INFORMATION GIVEN =>
//! Shell session state
//!
//! A `Session` owns everything a command may touch: the backend handle,
//! the host registry, the alias table, the settings, the output sink and
//! the history side channel. Commands receive it explicitly.

mod registry;

use std::io::{self, Write};
use std::sync::Arc;

use crate::aliases::AliasTable;
use crate::core::{BackendApi, CancelToken, QueryStatus, Rows};
use crate::history::{CommandHistory, MemoryHistory};
use crate::printer::{self, PrintMode};
use crate::query::{QueryController, QueryError, QueryResults};
use crate::settings::Settings;

pub use registry::{HostRegistry, SessionError};

/// State threaded through every command
pub struct Session {
    backend: Arc<dyn BackendApi>,
    registry: HostRegistry,
    aliases: AliasTable,
    rejected_aliases: Vec<String>,
    settings: Settings,
    controller: QueryController,
    cancel: CancelToken,
    history: Box<dyn CommandHistory>,
    out: Box<dyn Write + Send>,
    exit_requested: bool,
}

impl Session {
    /// New session writing to stdout with in-memory history. Invalid
    /// configured aliases are dropped with a warning and kept in
    /// `rejected_aliases`.
    pub fn new(backend: Arc<dyn BackendApi>, settings: Settings) -> Self {
        let (aliases, rejected_aliases) = settings.alias_table();
        let controller = QueryController::new(settings.poll_interval());

        Self {
            backend,
            registry: HostRegistry::new(),
            aliases,
            rejected_aliases,
            settings,
            controller,
            cancel: CancelToken::new(),
            history: Box::new(MemoryHistory::new()),
            out: Box::new(io::stdout()),
            exit_requested: false,
        }
    }

    /// Builder pattern: set output sink
    pub fn with_output(mut self, out: Box<dyn Write + Send>) -> Self {
        self.out = out;
        self
    }

    /// Builder pattern: set history store
    pub fn with_history(mut self, history: Box<dyn CommandHistory>) -> Self {
        self.history = history;
        self
    }

    /// Builder pattern: set alias table
    pub fn with_aliases(mut self, aliases: AliasTable) -> Self {
        self.aliases = aliases;
        self
    }

    pub fn backend(&self) -> &dyn BackendApi {
        self.backend.as_ref()
    }

    pub fn registry(&self) -> &HostRegistry {
        &self.registry
    }

    pub fn registry_mut(&mut self) -> &mut HostRegistry {
        &mut self.registry
    }

    pub fn aliases(&self) -> &AliasTable {
        &self.aliases
    }

    pub fn aliases_mut(&mut self) -> &mut AliasTable {
        &mut self.aliases
    }

    /// Reasons configured aliases were dropped at startup
    pub fn rejected_aliases(&self) -> &[String] {
        &self.rejected_aliases
    }

    pub fn settings(&self) -> &Settings {
        &self.settings
    }

    pub fn print_mode(&self) -> PrintMode {
        self.settings.print_mode
    }

    pub fn set_print_mode(&mut self, mode: PrintMode) {
        self.settings.print_mode = mode;
    }

    /// Shared handle; signal listeners trip it from outside the session
    pub fn cancel_token(&self) -> CancelToken {
        self.cancel.clone()
    }

    pub fn request_exit(&mut self) {
        self.exit_requested = true;
    }

    pub fn exit_requested(&self) -> bool {
        self.exit_requested
    }

    pub fn history(&self) -> &dyn CommandHistory {
        self.history.as_ref()
    }

    /// Append a line to the history side channel. Failures are logged only.
    pub fn record_history(&mut self, line: &str) {
        if let Err(e) = self.history.append(line) {
            tracing::warn!("failed to write history: {}", e);
        }
    }

    /// Output sink for command text
    pub fn out(&mut self) -> &mut dyn Write {
        self.out.as_mut()
    }

    /// Print rows in the active mode
    pub fn print_rows(&mut self, rows: &Rows) -> io::Result<()> {
        let mode = self.settings.print_mode;
        printer::print_rows(self.out.as_mut(), rows, mode)
    }

    /// Schedule on `uuid` and wait for a terminal status
    pub async fn run_query(&mut self, uuid: &str, sql: &str) -> Result<QueryResults, QueryError> {
        self.controller
            .schedule_and_wait(
                self.backend.as_ref(),
                &mut self.registry,
                uuid,
                sql,
                &self.cancel,
            )
            .await
    }

    /// Schedule on `uuid` without waiting
    pub async fn schedule_query(&mut self, uuid: &str, sql: &str) -> Result<String, QueryError> {
        self.controller
            .schedule(self.backend.as_ref(), &mut self.registry, uuid, sql)
            .await
    }

    /// Single status check for a scheduled query
    pub async fn fetch_once(
        &mut self,
        query_name: &str,
    ) -> Result<(Rows, QueryStatus), QueryError> {
        self.controller
            .fetch_once(self.backend.as_ref(), query_name)
            .await
    }

    /// `osqsh | <host>:<dir>> ` when a host is current, else `osqsh> `
    pub fn prompt(&self) -> String {
        match self.registry.current_host() {
            Ok(host) => format!("osqsh | {}:{}> ", host.label(), host.current_directory),
            Err(_) => "osqsh> ".to_string(),
        }
    }
}

/// Cloneable in-memory output sink for capturing command output
#[cfg(test)]
#[derive(Debug, Clone, Default)]
pub struct OutputBuffer {
    inner: Arc<std::sync::Mutex<Vec<u8>>>,
}

#[cfg(test)]
impl OutputBuffer {
    pub fn new() -> Self {
        Self::default()
    }

    /// Everything written so far
    pub fn contents(&self) -> String {
        let bytes = self
            .inner
            .lock()
            .unwrap_or_else(|poisoned| poisoned.into_inner());
        String::from_utf8_lossy(&bytes).into_owned()
    }

    pub fn clear(&self) {
        self.inner
            .lock()
            .unwrap_or_else(|poisoned| poisoned.into_inner())
            .clear();
    }
}

#[cfg(test)]
impl Write for OutputBuffer {
    fn write(&mut self, buf: &[u8]) -> io::Result<usize> {
        self.inner
            .lock()
            .unwrap_or_else(|poisoned| poisoned.into_inner())
            .extend_from_slice(buf);
        Ok(buf.len())
    }

    fn flush(&mut self) -> io::Result<()> {
        Ok(())
    }
}

#[cfg(test)]
mod tests {
    use super::*;
    use crate::backends::MemoryBackend;
    use crate::core::Host;

    fn session() -> (Session, OutputBuffer) {
        let buffer = OutputBuffer::new();
        let backend = MemoryBackend::new().with_host(Host::new("ABCD").with_display_name("box"));
        let session = Session::new(Arc::new(backend), Settings::default())
            .with_output(Box::new(buffer.clone()));
        (session, buffer)
    }

    #[test]
    fn test_prompt_follows_current_host() {
        let (mut session, _) = session();
        assert_eq!(session.prompt(), "osqsh> ");

        session
            .registry_mut()
            .register(Host::new("ABCD").with_display_name("box"));
        session.registry_mut().set_current_directory("/etc/").unwrap();
        assert_eq!(session.prompt(), "osqsh | box:/etc/> ");
    }

    #[test]
    fn test_default_aliases_loaded() {
        let (session, _) = session();
        assert!(session.aliases().resolve(".all").is_some());
    }

    #[test]
    fn test_rejected_aliases_kept() {
        let mut settings = Settings::default();
        settings
            .aliases
            .insert("bad name".to_string(), crate::aliases::Alias::new("bad name", ".hosts"));
        let session = Session::new(Arc::new(MemoryBackend::new()), settings);

        assert_eq!(session.aliases().len(), 1);
        assert_eq!(session.rejected_aliases().len(), 1);
        assert!(session.rejected_aliases()[0].contains("bad name"));
    }

    #[test]
    fn test_print_rows_uses_mode() {
        let (mut session, buffer) = session();
        session.set_print_mode(PrintMode::Csv);

        let mut row = crate::core::Row::new();
        row.insert("path".to_string(), "/etc".to_string());
        session.print_rows(&vec![row]).unwrap();

        assert_eq!(buffer.contents(), "path\n/etc\n");
    }

    fn assert_send<T: Send>(_: T) {}

    #[test]
    fn test_backend_futures_are_send() {
        let (mut session, _) = session();
        assert_send(session.fetch_once("mem-1"));
        assert_send(session.schedule_query("ABCD", "select 1"));
        assert_send(session.run_query("ABCD", "select 1"));
    }

    #[tokio::test]
    async fn test_fetch_once_reports_pending_then_complete() {
        let backend = MemoryBackend::new().with_host(Host::new("ABCD")).with_response(
            "users",
            crate::backends::memory::CannedResponse::complete(Vec::new()).with_pending_polls(1),
        );
        let mut session = Session::new(Arc::new(backend), Settings::default())
            .with_output(Box::new(OutputBuffer::new()));
        session.registry_mut().register(Host::new("ABCD"));

        let name = session.schedule_query("ABCD", "select * from users").await.unwrap();
        assert_eq!(session.fetch_once(&name).await.unwrap().1, QueryStatus::Pending);
        assert_eq!(session.fetch_once(&name).await.unwrap().1, QueryStatus::Complete);
    }

    #[tokio::test]
    async fn test_run_query_records_history() {
        let (mut session, _) = session();
        session.registry_mut().register(Host::new("ABCD"));

        let results = session.run_query("ABCD", "select 1").await.unwrap();
        assert!(results.status.is_complete());
        assert_eq!(
            session.registry().current_host().unwrap().query_history[0].sql,
            "select 1"
        );
    }
}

TO DO => Taking the lines above one at a time, give the number of them that contain the string "impl". Add nothing else.

RESULT => 3